Task instructions: Using the records below, give again exactly the lines from the line that contains "the cache itself." through the line that contains "use tracing::debug;", both ends included, and only those.
⟨
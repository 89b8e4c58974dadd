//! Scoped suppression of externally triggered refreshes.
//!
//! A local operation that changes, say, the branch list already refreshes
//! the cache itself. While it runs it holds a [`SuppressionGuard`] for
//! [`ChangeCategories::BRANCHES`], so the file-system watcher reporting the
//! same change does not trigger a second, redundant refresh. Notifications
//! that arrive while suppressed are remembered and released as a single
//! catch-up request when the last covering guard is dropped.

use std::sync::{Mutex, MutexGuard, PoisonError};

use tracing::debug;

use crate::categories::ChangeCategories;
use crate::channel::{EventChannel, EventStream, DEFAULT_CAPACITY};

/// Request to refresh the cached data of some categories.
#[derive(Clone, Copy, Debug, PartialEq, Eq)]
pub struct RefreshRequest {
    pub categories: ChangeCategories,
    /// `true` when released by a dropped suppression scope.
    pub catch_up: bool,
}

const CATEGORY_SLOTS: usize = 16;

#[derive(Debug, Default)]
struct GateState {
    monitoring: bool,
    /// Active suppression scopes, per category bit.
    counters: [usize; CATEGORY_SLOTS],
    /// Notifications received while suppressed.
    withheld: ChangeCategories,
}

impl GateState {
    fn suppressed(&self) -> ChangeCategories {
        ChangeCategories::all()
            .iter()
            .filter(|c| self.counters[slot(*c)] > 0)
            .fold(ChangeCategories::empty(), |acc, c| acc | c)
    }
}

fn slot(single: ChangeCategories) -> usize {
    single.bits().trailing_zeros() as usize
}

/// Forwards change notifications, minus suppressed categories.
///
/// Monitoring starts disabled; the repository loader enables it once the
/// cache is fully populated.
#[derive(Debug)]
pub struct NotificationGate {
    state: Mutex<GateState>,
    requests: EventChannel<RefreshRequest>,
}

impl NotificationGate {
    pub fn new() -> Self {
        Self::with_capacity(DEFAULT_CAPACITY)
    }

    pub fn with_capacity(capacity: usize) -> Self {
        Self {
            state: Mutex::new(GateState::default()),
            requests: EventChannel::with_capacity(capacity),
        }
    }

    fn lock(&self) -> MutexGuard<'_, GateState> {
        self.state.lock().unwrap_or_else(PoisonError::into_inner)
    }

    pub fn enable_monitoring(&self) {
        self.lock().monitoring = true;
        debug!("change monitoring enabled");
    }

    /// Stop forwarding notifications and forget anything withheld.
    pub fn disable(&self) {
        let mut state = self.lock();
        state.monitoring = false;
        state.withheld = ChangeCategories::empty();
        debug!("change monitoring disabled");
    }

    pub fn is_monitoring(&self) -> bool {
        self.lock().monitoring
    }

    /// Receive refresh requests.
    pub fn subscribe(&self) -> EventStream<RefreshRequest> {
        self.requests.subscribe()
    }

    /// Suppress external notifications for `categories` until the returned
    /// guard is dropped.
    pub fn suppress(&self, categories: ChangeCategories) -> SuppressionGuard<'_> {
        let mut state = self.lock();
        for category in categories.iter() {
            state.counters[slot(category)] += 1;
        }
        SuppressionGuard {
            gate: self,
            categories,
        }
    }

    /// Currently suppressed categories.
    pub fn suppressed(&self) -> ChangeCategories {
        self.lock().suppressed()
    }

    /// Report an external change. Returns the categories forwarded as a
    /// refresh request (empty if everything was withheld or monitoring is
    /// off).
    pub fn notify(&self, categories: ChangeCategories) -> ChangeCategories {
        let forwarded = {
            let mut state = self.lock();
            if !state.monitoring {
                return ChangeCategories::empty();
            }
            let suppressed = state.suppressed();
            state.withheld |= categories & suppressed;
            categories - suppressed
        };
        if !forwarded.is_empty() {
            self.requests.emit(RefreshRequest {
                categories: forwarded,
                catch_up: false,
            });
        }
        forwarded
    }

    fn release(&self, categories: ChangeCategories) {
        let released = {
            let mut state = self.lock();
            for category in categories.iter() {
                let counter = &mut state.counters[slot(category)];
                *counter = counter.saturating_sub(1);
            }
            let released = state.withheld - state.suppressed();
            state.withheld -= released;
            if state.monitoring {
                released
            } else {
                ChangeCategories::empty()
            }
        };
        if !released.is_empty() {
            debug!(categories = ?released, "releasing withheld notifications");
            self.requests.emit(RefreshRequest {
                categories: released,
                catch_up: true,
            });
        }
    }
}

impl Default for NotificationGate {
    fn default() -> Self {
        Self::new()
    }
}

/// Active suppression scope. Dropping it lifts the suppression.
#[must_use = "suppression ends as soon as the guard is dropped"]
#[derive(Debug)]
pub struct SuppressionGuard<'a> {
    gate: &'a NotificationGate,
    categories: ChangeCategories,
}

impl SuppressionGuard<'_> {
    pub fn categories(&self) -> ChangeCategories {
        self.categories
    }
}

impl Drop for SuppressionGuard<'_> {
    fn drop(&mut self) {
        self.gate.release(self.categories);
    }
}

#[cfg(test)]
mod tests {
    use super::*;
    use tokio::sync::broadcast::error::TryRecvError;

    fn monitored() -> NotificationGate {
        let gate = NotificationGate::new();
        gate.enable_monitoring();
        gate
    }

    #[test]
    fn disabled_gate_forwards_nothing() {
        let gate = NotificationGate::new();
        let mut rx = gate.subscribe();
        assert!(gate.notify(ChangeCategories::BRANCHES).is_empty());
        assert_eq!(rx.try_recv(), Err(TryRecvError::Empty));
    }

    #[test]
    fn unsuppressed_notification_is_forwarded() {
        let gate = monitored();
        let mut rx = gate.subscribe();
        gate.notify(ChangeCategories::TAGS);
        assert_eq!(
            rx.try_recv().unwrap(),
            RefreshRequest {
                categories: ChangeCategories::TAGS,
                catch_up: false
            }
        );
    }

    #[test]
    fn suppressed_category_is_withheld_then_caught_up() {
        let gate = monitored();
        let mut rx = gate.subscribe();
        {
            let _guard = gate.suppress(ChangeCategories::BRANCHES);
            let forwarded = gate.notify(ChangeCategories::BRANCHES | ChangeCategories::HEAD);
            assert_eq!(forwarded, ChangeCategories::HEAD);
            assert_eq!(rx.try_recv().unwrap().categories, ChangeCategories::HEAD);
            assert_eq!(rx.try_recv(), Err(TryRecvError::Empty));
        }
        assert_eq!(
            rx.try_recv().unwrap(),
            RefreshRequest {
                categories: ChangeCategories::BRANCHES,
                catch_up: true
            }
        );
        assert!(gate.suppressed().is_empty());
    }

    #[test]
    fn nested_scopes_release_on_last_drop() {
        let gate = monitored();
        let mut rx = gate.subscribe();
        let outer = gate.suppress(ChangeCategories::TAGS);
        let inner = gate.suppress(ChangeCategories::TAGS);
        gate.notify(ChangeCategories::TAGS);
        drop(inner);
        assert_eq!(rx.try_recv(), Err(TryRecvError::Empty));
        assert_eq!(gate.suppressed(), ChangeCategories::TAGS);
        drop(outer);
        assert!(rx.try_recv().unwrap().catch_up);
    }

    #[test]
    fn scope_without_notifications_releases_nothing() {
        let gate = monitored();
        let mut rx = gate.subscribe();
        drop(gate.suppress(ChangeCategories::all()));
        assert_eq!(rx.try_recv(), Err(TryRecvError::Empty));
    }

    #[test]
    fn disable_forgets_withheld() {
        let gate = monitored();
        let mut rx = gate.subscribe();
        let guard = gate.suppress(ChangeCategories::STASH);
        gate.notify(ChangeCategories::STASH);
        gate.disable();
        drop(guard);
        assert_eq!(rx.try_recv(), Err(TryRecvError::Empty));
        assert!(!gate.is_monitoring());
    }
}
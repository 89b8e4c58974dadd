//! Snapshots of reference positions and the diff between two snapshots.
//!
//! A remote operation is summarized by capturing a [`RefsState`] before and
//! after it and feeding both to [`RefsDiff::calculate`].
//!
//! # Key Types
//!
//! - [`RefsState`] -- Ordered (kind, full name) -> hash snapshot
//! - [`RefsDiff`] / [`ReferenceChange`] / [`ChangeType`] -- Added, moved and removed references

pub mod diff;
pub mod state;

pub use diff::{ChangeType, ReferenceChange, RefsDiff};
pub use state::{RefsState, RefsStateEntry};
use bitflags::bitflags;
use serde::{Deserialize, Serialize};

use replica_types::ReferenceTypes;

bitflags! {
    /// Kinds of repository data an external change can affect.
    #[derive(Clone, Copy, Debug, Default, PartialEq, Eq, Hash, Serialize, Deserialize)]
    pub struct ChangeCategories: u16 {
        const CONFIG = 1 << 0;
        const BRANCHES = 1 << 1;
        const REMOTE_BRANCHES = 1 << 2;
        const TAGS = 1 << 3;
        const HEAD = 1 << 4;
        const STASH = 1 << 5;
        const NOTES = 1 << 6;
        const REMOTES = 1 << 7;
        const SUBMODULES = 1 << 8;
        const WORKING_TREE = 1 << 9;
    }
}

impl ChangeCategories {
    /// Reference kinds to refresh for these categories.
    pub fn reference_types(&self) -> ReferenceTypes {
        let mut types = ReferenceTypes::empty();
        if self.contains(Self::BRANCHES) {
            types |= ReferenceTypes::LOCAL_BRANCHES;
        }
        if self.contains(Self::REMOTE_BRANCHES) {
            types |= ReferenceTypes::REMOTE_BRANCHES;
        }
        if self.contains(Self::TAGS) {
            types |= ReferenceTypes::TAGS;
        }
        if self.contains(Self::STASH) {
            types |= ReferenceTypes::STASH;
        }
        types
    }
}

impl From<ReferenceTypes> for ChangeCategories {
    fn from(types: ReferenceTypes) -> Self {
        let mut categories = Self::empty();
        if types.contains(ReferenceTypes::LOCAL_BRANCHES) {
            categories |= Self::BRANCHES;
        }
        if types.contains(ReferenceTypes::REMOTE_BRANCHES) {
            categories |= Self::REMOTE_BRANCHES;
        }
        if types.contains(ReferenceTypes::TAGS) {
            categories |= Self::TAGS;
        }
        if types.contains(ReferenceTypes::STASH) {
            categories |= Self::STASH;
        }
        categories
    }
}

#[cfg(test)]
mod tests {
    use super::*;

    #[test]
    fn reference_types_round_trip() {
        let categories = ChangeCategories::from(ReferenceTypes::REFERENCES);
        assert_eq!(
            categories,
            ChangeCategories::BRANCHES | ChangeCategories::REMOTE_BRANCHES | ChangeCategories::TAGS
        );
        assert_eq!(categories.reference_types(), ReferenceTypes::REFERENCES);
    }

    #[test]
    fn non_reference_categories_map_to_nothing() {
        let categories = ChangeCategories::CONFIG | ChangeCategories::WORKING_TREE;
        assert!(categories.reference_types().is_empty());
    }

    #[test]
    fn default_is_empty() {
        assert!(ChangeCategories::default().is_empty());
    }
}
⟩
Answer for the task:
//! the cache itself. While it runs it holds a [`SuppressionGuard`] for
//! [`ChangeCategories::BRANCHES`], so the file-system watcher reporting the
//! same change does not trigger a second, redundant refresh. Notifications
//! that arrive while suppressed are remembered and released as a single
//! catch-up request when the last covering guard is dropped.

use std::sync::{Mutex, MutexGuard, PoisonError};

use tracing::debug;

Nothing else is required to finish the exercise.